€6,000 - €8,000
A Unique Memento
WILDE (Oscar Fingal O’Flahertie Wills), 1854-1900, playwright, aesthete and wit.
A lock of Wilde’s Hair, presented by his son Vyvyan Holland to the distinguished Irish actor Mícheál MacLiammóir, after the first London performance in 1960 of MacLiammóir’s pioneering one-man show ‘The Importance of Being Oscar’, compiled by him from Wilde’s writings.
Among those present on the first night was Vyvyan Holland, then aged 74. He came backstage after the performance, said he had been deeply moved, and presented MacLiammóir with a lock of his father’s hair [the present item].
Provenance: Sold as Lot 474 in Mealy’s auction in Dublin, 4 December 2007. Purchased there by the present vendor, unopened since purchase. With a TLS from Mealy’s dated 8.2.08 confirming the item came from MacLiammoir’s estate, and was in unbroken family possession since the death of MacLiammóir and his partner Hilton Edwards.

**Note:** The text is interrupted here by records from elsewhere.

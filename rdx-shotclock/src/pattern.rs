//! The drill data model: patterns and the global workout settings.
//!
//! Field names and enum spellings follow the JSON documents produced by the
//! pattern editor (camelCase keys, kebab-case values, with the editor's
//! capitalized labels accepted as aliases).

use crate::components::narrator::VoiceProfile;
use crate::error::PatternError;
use rand::Rng;
use serde::{Deserialize, Serialize};
use std::time::Duration;

/// Order in which a list is walked: the shots of a pattern, or the patterns
/// of a workout pass.
#[derive(Debug, Clone, Copy, PartialEq, Eq, Default, Serialize, Deserialize)]
#[serde(rename_all = "kebab-case")]
pub enum SeriesOrder {
    #[default]
    #[serde(alias = "In Order", alias = "inOrder", alias = "in_order")]
    InOrder,
    #[serde(alias = "Randomized", alias = "random", alias = "Random")]
    Randomized,
}

/// Selects the power-up cue played ahead of each shot cue.
#[derive(Debug, Clone, Copy, PartialEq, Eq, Default, Serialize, Deserialize)]
#[serde(rename_all = "kebab-case")]
pub enum SplitStepHint {
    #[default]
    #[serde(alias = "None")]
    None,
    #[serde(alias = "Slow")]
    Slow,
    #[serde(alias = "Medium")]
    Medium,
    #[serde(alias = "Fast")]
    Fast,
    #[serde(alias = "Random")]
    Random,
}

/// How a pattern decides it is finished.
#[derive(Debug, Clone, Copy, PartialEq, Eq, Default, Serialize, Deserialize)]
#[serde(rename_all = "kebab-case")]
pub enum LimitType {
    #[default]
    #[serde(alias = "Shot", alias = "shots", alias = "Shots")]
    Shot,
    #[serde(alias = "Time")]
    Time,
}

/// Workout-wide stopping condition.
#[derive(Debug, Clone, Copy, PartialEq, Eq, Default, Serialize, Deserialize)]
#[serde(rename_all = "kebab-case")]
pub enum GlobalLimitType {
    /// Run every pattern once.
    #[default]
    #[serde(alias = "All")]
    All,
    /// Stop at a total shot count, looping through the patterns as needed.
    #[serde(alias = "Shot", alias = "shots", alias = "Shots")]
    Shot,
    /// Stop at a total active time, looping through the patterns as needed.
    #[serde(alias = "Time")]
    Time,
}

/// One configured drill: a shot list plus its timing and limits.
#[derive(Debug, Clone, PartialEq, Serialize, Deserialize)]
#[serde(rename_all = "camelCase", default)]
pub struct Pattern {
    pub name: String,
    pub shot_list: Vec<String>,
    pub series_order: SeriesOrder,
    /// Base seconds between shot cues.
    pub shot_interval: f64,
    /// Up to this many seconds are added to each interval, uniformly.
    pub random_offset: f64,
    pub announce_shots: bool,
    pub intro_message: String,
    pub outro_message: String,
    /// Seconds before the shot cue at which the shot is announced.
    pub next_shot_announcement_lead: f64,
    pub split_step_hint: SplitStepHint,
    pub limit_type: LimitType,
    /// Shot count or whole seconds, depending on `limit_type`.
    pub limit: u32,
    /// Whole seconds of rest after the pattern ends.
    pub post_rest: u32,
    pub speech_rate: f32,
    /// A voice identifier, or `"default"`.
    pub speech_voice: String,
}

impl Default for Pattern {
    fn default() -> Self {
        Self {
            name: String::new(),
            shot_list: Vec::new(),
            series_order: SeriesOrder::InOrder,
            shot_interval: 4.0,
            random_offset: 0.0,
            announce_shots: false,
            intro_message: String::new(),
            outro_message: String::new(),
            next_shot_announcement_lead: 0.0,
            split_step_hint: SplitStepHint::None,
            limit_type: LimitType::Shot,
            limit: 10,
            post_rest: 0,
            speech_rate: 1.0,
            speech_voice: "default".to_string(),
        }
    }
}

impl Pattern {
    /// A pattern with no shots is skipped by the scheduler.
    pub fn is_runnable(&self) -> bool {
        !self.shot_list.is_empty()
    }

    pub fn interval(&self) -> Duration {
        secs(self.shot_interval)
    }

    pub fn random_offset(&self) -> Duration {
        secs(self.random_offset)
    }

    pub fn announcement_lead(&self) -> Duration {
        secs(self.next_shot_announcement_lead)
    }

    /// The pattern's time limit; only meaningful for `LimitType::Time`.
    pub fn time_limit(&self) -> Duration {
        Duration::from_secs(u64::from(self.limit))
    }

    /// Rolls one effective interval: base plus `uniform(0, random_offset)`.
    pub fn roll_interval<R: Rng + ?Sized>(&self, rng: &mut R) -> Duration {
        let offset = if self.random_offset > 0.0 && self.random_offset.is_finite() {
            rng.gen_range(0.0..=self.random_offset)
        } else {
            0.0
        };
        self.interval() + secs(offset)
    }

    /// Voice used for this pattern's intro, outro and shot announcements.
    pub fn voice(&self) -> VoiceProfile {
        VoiceProfile::new(&self.speech_voice, self.speech_rate)
    }

    /// Same voice, at normal speed. Rest countdown numbers use this.
    pub fn plain_voice(&self) -> VoiceProfile {
        VoiceProfile::new(&self.speech_voice, 1.0)
    }

    pub fn validate(&self) -> Result<(), PatternError> {
        let name = self.name.clone();
        if !(self.shot_interval.is_finite() && self.shot_interval > 0.0) {
            return Err(PatternError::NonPositiveInterval {
                name,
                value: self.shot_interval,
            });
        }
        for (field, value) in [
            ("randomOffset", self.random_offset),
            ("nextShotAnnouncementLead", self.next_shot_announcement_lead),
        ] {
            if !(value.is_finite() && value >= 0.0) {
                return Err(PatternError::Negative { name, field, value });
            }
        }
        if !(self.speech_rate.is_finite() && self.speech_rate > 0.0) {
            return Err(PatternError::NonPositiveRate {
                name,
                value: self.speech_rate,
            });
        }
        Ok(())
    }
}

/// Global settings owned by the session for the duration of a run.
#[derive(Debug, Clone, PartialEq, Serialize, Deserialize)]
#[serde(rename_all = "camelCase", default)]
pub struct WorkoutSettings {
    pub order_mode: SeriesOrder,
    pub countdown_seconds: u32,
    pub global_limit_type: GlobalLimitType,
    pub global_shot_limit: u32,
    /// Whole seconds of active time.
    pub global_time_limit: u32,
}

impl Default for WorkoutSettings {
    fn default() -> Self {
        Self {
            order_mode: SeriesOrder::InOrder,
            countdown_seconds: 5,
            global_limit_type: GlobalLimitType::All,
            global_shot_limit: 0,
            global_time_limit: 0,
        }
    }
}

impl WorkoutSettings {
    pub fn global_time_limit(&self) -> Duration {
        Duration::from_secs(u64::from(self.global_time_limit))
    }
}

/// Seconds as a `Duration`, treating negative and non-finite input as zero.
fn secs(value: f64) -> Duration {
    if value.is_finite() && value > 0.0 {
        Duration::from_secs_f64(value)
    } else {
        Duration::ZERO
    }
}

#[cfg(test)]
mod tests {
    use super::*;
    use rand::rngs::StdRng;
    use rand::SeedableRng;

    #[test]
    fn parses_editor_json() {
        let json = r#"{
            "name": "Forehand corners",
            "shotList": ["Left", "Right"],
            "seriesOrder": "Randomized",
            "shotInterval": 6.0,
            "randomOffset": 1.5,
            "announceShots": true,
            "nextShotAnnouncementLead": 2.0,
            "splitStepHint": "Medium",
            "limitType": "time",
            "limit": 90,
            "postRest": 20
        }"#;
        let p: Pattern = serde_json::from_str(json).unwrap();
        assert_eq!(p.series_order, SeriesOrder::Randomized);
        assert_eq!(p.split_step_hint, SplitStepHint::Medium);
        assert_eq!(p.limit_type, LimitType::Time);
        assert_eq!(p.time_limit(), Duration::from_secs(90));
        assert_eq!(p.speech_rate, 1.0);
        assert_eq!(p.speech_voice, "default");
        assert!(p.validate().is_ok());
    }

    #[test]
    fn settings_accept_kebab_and_labels() {
        let s: WorkoutSettings = serde_json::from_str(
            r#"{"orderMode": "in-order", "globalLimitType": "Shot", "globalShotLimit": 40}"#,
        )
        .unwrap();
        assert_eq!(s.order_mode, SeriesOrder::InOrder);
        assert_eq!(s.global_limit_type, GlobalLimitType::Shot);
        assert_eq!(s.global_shot_limit, 40);
        assert_eq!(s.countdown_seconds, 5);
    }

    #[test]
    fn rolled_interval_stays_in_range() {
        let p = Pattern {
            shot_interval: 3.0,
            random_offset: 2.0,
            ..Default::default()
        };
        let mut rng = StdRng::seed_from_u64(11);
        for _ in 0..200 {
            let d = p.roll_interval(&mut rng);
            assert!(d >= Duration::from_secs(3));
            assert!(d <= Duration::from_secs(5));
        }
    }

    #[test]
    fn zero_offset_is_exact() {
        let p = Pattern {
            shot_interval: 6.0,
            ..Default::default()
        };
        let mut rng = StdRng::seed_from_u64(1);
        assert_eq!(p.roll_interval(&mut rng), Duration::from_secs(6));
    }

    #[test]
    fn validate_rejects_bad_timing() {
        let p = Pattern {
            shot_interval: 0.0,
            ..Default::default()
        };
        assert!(matches!(
            p.validate(),
            Err(PatternError::NonPositiveInterval { .. })
        ));

        let p = Pattern {
            random_offset: -1.0,
            ..Default::default()
        };
        assert!(matches!(p.validate(), Err(PatternError::Negative { .. })));

        let p = Pattern {
            speech_rate: 0.0,
            ..Default::default()
        };
        assert!(matches!(
            p.validate(),
            Err(PatternError::NonPositiveRate { .. })
        ));
    }

    #[test]
    fn empty_shot_list_is_valid_but_not_runnable() {
        let p = Pattern::default();
        assert!(p.validate().is_ok());
        assert!(!p.is_runnable());
    }
}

Presented in Mealy’s sealed custom made box, also containing a manuscript note reading ‘Piece of Oscar Wilde’s hair: / Very important’, in MacLiammoir’s hand.
Offered with this lot is
- a copy of MacLiammóir’s published script, 1963;
- a selection of eight publicity photographs of MacLiammóir in various roles, from his own collection, some inscribed to rear in his hand;
- Where Stars Walk. Typescript (carbon copy) of MacLiammóir’s unpublished play , pp. 130, ribbon bound in card covers, Edwards-MacLiammóir card attached, Gate Theatre stamp rear, a few inscriptions probably in MacLiammóir’s hand;
- A page torn from a notebook bearing a manuscript goodwill message in MacLiammóir’s hand to performers in a late 1970s Gate Theatre production, ‘Love and prayers for triumph for you all from morbid bedridden jealous MacLiammóir’, with a pencilled message on rear complaining about lack of advance publicity for the production. Possibly his last message to the theatre he loved so well.
Mícheál Mac Liammóir and Hilton Edwards were for many years Ireland’s best-known gay couple, at a time when active homosexuality was a breach of the law. They observed the proprieties, and were received at all levels of Irish society.

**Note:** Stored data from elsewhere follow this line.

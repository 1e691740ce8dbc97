//! The public handle that starts and controls the Shotclock engine.

use crate::components::cues::{AudioSink, CuePlayer};
use crate::components::narrator::{Narrator, SpeechEngine};
use crate::config::ShotclockConfig;
use crate::error::EngineError;
use crate::events::{DisplayEvent, PhaseEvent, SessionEvent, StatusSnapshot};
use crate::library::PatternLibrary;
use crate::scheduler::{Command, Outlets, PhaseScheduler};
use crate::session::{PatternSource, SettingsSource, WorkoutSession};
use std::sync::Arc;
use tokio::sync::{broadcast, mpsc, watch};
use tracing::info;

/// Everything the engine talks to outside itself.
#[derive(Clone)]
pub struct Collaborators {
    pub patterns: Arc<dyn PatternSource>,
    pub settings: Arc<dyn SettingsSource>,
    pub speech: Arc<dyn SpeechEngine>,
    pub audio: Arc<dyn AudioSink>,
}

impl Collaborators {
    /// Uses one `PatternLibrary` as both the pattern and the settings source.
    pub fn from_library(
        library: PatternLibrary,
        speech: Arc<dyn SpeechEngine>,
        audio: Arc<dyn AudioSink>,
    ) -> Self {
        let library = Arc::new(library);
        Self {
            patterns: library.clone(),
            settings: library,
            speech,
            audio,
        }
    }
}

/// The main Shotclock engine handle.
///
/// Cloning is cheap; every clone drives the same control task. Commands are
/// fire-and-forget: an invalid command (pausing while idle, starting while a
/// run is in progress) is logged and ignored by the scheduler. The only error
/// a command can return is `EngineError::Disconnected`, once the control task
/// has shut down.
#[derive(Clone)]
pub struct ShotclockEngine {
    config: Arc<ShotclockConfig>,
    command_sender: mpsc::UnboundedSender<Command>,
    session_event_sender: broadcast::Sender<SessionEvent>,
    phase_sender: broadcast::Sender<PhaseEvent>,
    display_sender: broadcast::Sender<DisplayEvent>,
    status: watch::Receiver<StatusSnapshot>,
}

impl ShotclockEngine {
    /// Spawns the control task on the current tokio runtime.
    pub fn spawn(config: ShotclockConfig, collaborators: Collaborators) -> Self {
        const CHANNEL_CAPACITY: usize = 256;
        let (session_event_sender, _) = broadcast::channel(64);
        let (phase_sender, _) = broadcast::channel(64);
        let (display_sender, _) = broadcast::channel(CHANNEL_CAPACITY);
        let (status_sender, status) = watch::channel(StatusSnapshot::default());
        let (command_sender, commands) = mpsc::unbounded_channel();

        let config = Arc::new(config);
        let session = WorkoutSession::new(
            collaborators.patterns,
            collaborators.settings,
            config.seed,
        );
        let narrator = Narrator::new(collaborators.speech, config.keep_alive.clone());
        let cues = CuePlayer::new(collaborators.audio, config.cues.clone());
        let outlets = Outlets {
            session: session_event_sender.clone(),
            phase: phase_sender.clone(),
            display: display_sender.clone(),
            status: status_sender,
        };
        PhaseScheduler::spawn(config.clone(), session, narrator, cues, outlets, commands);
        info!(resolution = ?config.resolution, "ShotclockEngine started");

        Self {
            config,
            command_sender,
            session_event_sender,
            phase_sender,
            display_sender,
            status,
        }
    }

    fn command(&self, command: Command) -> Result<(), EngineError> {
        self.command_sender
            .send(command)
            .map_err(|_| EngineError::Disconnected)
    }

    pub fn config(&self) -> &ShotclockConfig {
        &self.config
    }
}

// Public control API.
impl ShotclockEngine {
    /// Begins a run from the countdown. Ignored while a run is in progress.
    pub fn start(&self) -> Result<(), EngineError> {
        self.command(Command::Start)
    }

    pub fn pause(&self) -> Result<(), EngineError> {
        self.command(Command::Pause)
    }

    pub fn resume(&self) -> Result<(), EngineError> {
        self.command(Command::Resume)
    }

    /// Pauses a running workout or resumes a paused one.
    pub fn toggle_pause(&self) -> Result<(), EngineError> {
        self.command(Command::TogglePause)
    }

    /// Cancels the run and returns to idle.
    pub fn stop(&self) -> Result<(), EngineError> {
        self.command(Command::Stop)
    }

    /// Restarts a completed workout from its first pattern.
    pub fn replay(&self) -> Result<(), EngineError> {
        self.command(Command::Replay)
    }

    /// Leaves the completed state for idle.
    pub fn exit(&self) -> Result<(), EngineError> {
        self.command(Command::Exit)
    }

    /// Stops the control task and waits for it to release its channels.
    pub async fn shutdown(&self) -> Result<(), EngineError> {
        self.command(Command::Shutdown)?;
        self.command_sender.closed().await;
        info!("ShotclockEngine has shut down.");
        Ok(())
    }
}

// Public observation API.
impl ShotclockEngine {
    /// The most recently published status.
    pub fn status(&self) -> StatusSnapshot {
        self.status.borrow().clone()
    }

    /// Waits until the status satisfies `predicate` and returns it.
    pub async fn wait_for(
        &self,
        mut predicate: impl FnMut(&StatusSnapshot) -> bool,
    ) -> Result<StatusSnapshot, EngineError> {
        let mut status = self.status.clone();
        let snapshot = status
            .wait_for(|s| predicate(s))
            .await
            .map_err(|_| EngineError::Disconnected)?;
        Ok(snapshot.clone())
    }

    pub fn subscribe_status(&self) -> watch::Receiver<StatusSnapshot> {
        self.status.clone()
    }

    pub fn subscribe_session_events(&self) -> broadcast::Receiver<SessionEvent> {
        self.session_event_sender.subscribe()
    }

    pub fn subscribe_phase_events(&self) -> broadcast::Receiver<PhaseEvent> {
        self.phase_sender.subscribe()
    }

    pub fn subscribe_display_events(&self) -> broadcast::Receiver<DisplayEvent> {
        self.display_sender.subscribe()
    }
}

MacLiammóir apparently was born in England in 1899 as Alfred Willmore, to an Irish mother. An actor from childhood, and a member of the London Gaelic League, he came to Ireland about 1927 and became henceforth Mícheál MacLiammóir. He toured with Anew McMaster, whose wife was MacLiammóir’s sister Marjorie, and met another English actor, Hilton Edwards. They shared similar ideas on life and theatre, and launched the Dublin Gate Theatre together in 1928, bringing ‘a great sense of style and a demanding professionalism to each production’ (Boylan, Dict. I. Biog.). They had many successes and honours, in Ireland and abroad, and were made Freemen of Dublin in 1973.

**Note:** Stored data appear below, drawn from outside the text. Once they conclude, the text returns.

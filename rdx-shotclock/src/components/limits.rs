//! Stopping rules, evaluated once after every completed interval.

use crate::pattern::{GlobalLimitType, LimitType, Pattern, WorkoutSettings};
use std::time::Duration;

/// Whether the active pattern ends after the shot that just completed.
///
/// Counters must already include that shot.
pub fn should_end_pattern(
    pattern: &Pattern,
    pattern_shots: u32,
    pattern_elapsed: Duration,
    global_shots: u32,
    settings: &WorkoutSettings,
) -> bool {
    let global_shots_reached = settings.global_limit_type == GlobalLimitType::Shot
        && global_shots >= settings.global_shot_limit;
    let pattern_reached = match pattern.limit_type {
        LimitType::Shot => pattern_shots >= pattern.limit,
        LimitType::Time => pattern_elapsed >= pattern.time_limit(),
    };
    global_shots_reached || pattern_reached
}

/// Whether the global time limit has been reached.
pub fn global_time_reached(settings: &WorkoutSettings, global_elapsed: Duration) -> bool {
    settings.global_limit_type == GlobalLimitType::Time
        && global_elapsed >= settings.global_time_limit()
}

/// Whether the configured global limit, of either kind, has been reached.
pub fn global_limit_reached(
    settings: &WorkoutSettings,
    global_shots: u32,
    global_elapsed: Duration,
) -> bool {
    match settings.global_limit_type {
        GlobalLimitType::All => false,
        GlobalLimitType::Shot => global_shots >= settings.global_shot_limit,
        GlobalLimitType::Time => global_time_reached(settings, global_elapsed),
    }
}

/// Whether running off the end of the run order should start another pass.
pub fn wants_another_pass(
    settings: &WorkoutSettings,
    global_shots: u32,
    global_elapsed: Duration,
) -> bool {
    settings.global_limit_type != GlobalLimitType::All
        && !global_limit_reached(settings, global_shots, global_elapsed)
}

#[cfg(test)]
mod tests {
    use super::*;
    use proptest::prelude::*;

    fn shots(limit: u32) -> Pattern {
        Pattern {
            limit_type: LimitType::Shot,
            limit,
            ..Default::default()
        }
    }

    fn timed(limit: u32) -> Pattern {
        Pattern {
            limit_type: LimitType::Time,
            limit,
            ..Default::default()
        }
    }

    fn global(kind: GlobalLimitType, shot: u32, time: u32) -> WorkoutSettings {
        WorkoutSettings {
            global_limit_type: kind,
            global_shot_limit: shot,
            global_time_limit: time,
            ..Default::default()
        }
    }

    #[test]
    fn shot_limit_ends_on_the_limit() {
        let all = WorkoutSettings::default();
        assert!(!should_end_pattern(&shots(3), 2, Duration::ZERO, 2, &all));
        assert!(should_end_pattern(&shots(3), 3, Duration::ZERO, 3, &all));
    }

    #[test]
    fn time_limit_ignores_shot_count() {
        let all = WorkoutSettings::default();
        let p = timed(30);
        assert!(!should_end_pattern(&p, 99, Duration::from_secs(29), 99, &all));
        assert!(should_end_pattern(&p, 1, Duration::from_secs(30), 1, &all));
    }

    #[test]
    fn global_shot_limit_ends_any_pattern() {
        let g = global(GlobalLimitType::Shot, 12, 0);
        assert!(should_end_pattern(&shots(100), 1, Duration::ZERO, 12, &g));
        assert!(!should_end_pattern(&shots(100), 1, Duration::ZERO, 11, &g));
    }

    #[test]
    fn global_time_limit_does_not_end_pattern_directly() {
        let g = global(GlobalLimitType::Time, 0, 30);
        assert!(!should_end_pattern(&shots(100), 1, Duration::from_secs(60), 1, &g));
        assert!(global_time_reached(&g, Duration::from_secs(30)));
        assert!(!global_time_reached(&g, Duration::from_millis(29_900)));
    }

    #[test]
    fn passes_repeat_only_under_a_global_limit() {
        let all = WorkoutSettings::default();
        assert!(!wants_another_pass(&all, 0, Duration::ZERO));

        let g = global(GlobalLimitType::Shot, 10, 0);
        assert!(wants_another_pass(&g, 9, Duration::ZERO));
        assert!(!wants_another_pass(&g, 10, Duration::ZERO));

        let t = global(GlobalLimitType::Time, 0, 60);
        assert!(wants_another_pass(&t, 500, Duration::from_secs(59)));
        assert!(!wants_another_pass(&t, 0, Duration::from_secs(60)));
    }

    proptest! {
        #[test]
        fn shot_limited_pattern_ends_exactly_at_k(k in 1u32..50, done in 0u32..60) {
            let all = WorkoutSettings::default();
            let ends = should_end_pattern(&shots(k), done, Duration::ZERO, done, &all);
            prop_assert_eq!(ends, done >= k);
        }

        #[test]
        fn global_limit_all_never_stops(shots in 0u32..10_000, secs in 0u64..100_000) {
            let all = WorkoutSettings::default();
            prop_assert!(!global_limit_reached(&all, shots, Duration::from_secs(secs)));
        }
    }
}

In 1960, MacLiammóir’s one-man performance on the life and works of Oscar Wilde was one of the earliest essays in that genre. The first performance in Dublin was very warmly reviewed; Michael Redgrave, reading the reviews in London, phoned to arrange a West End transfer: hence the present item.
MacLiammóir continued to act for a further 17 years. He became seriously ill in 1977, and died in 1978. Edwards died in 1982.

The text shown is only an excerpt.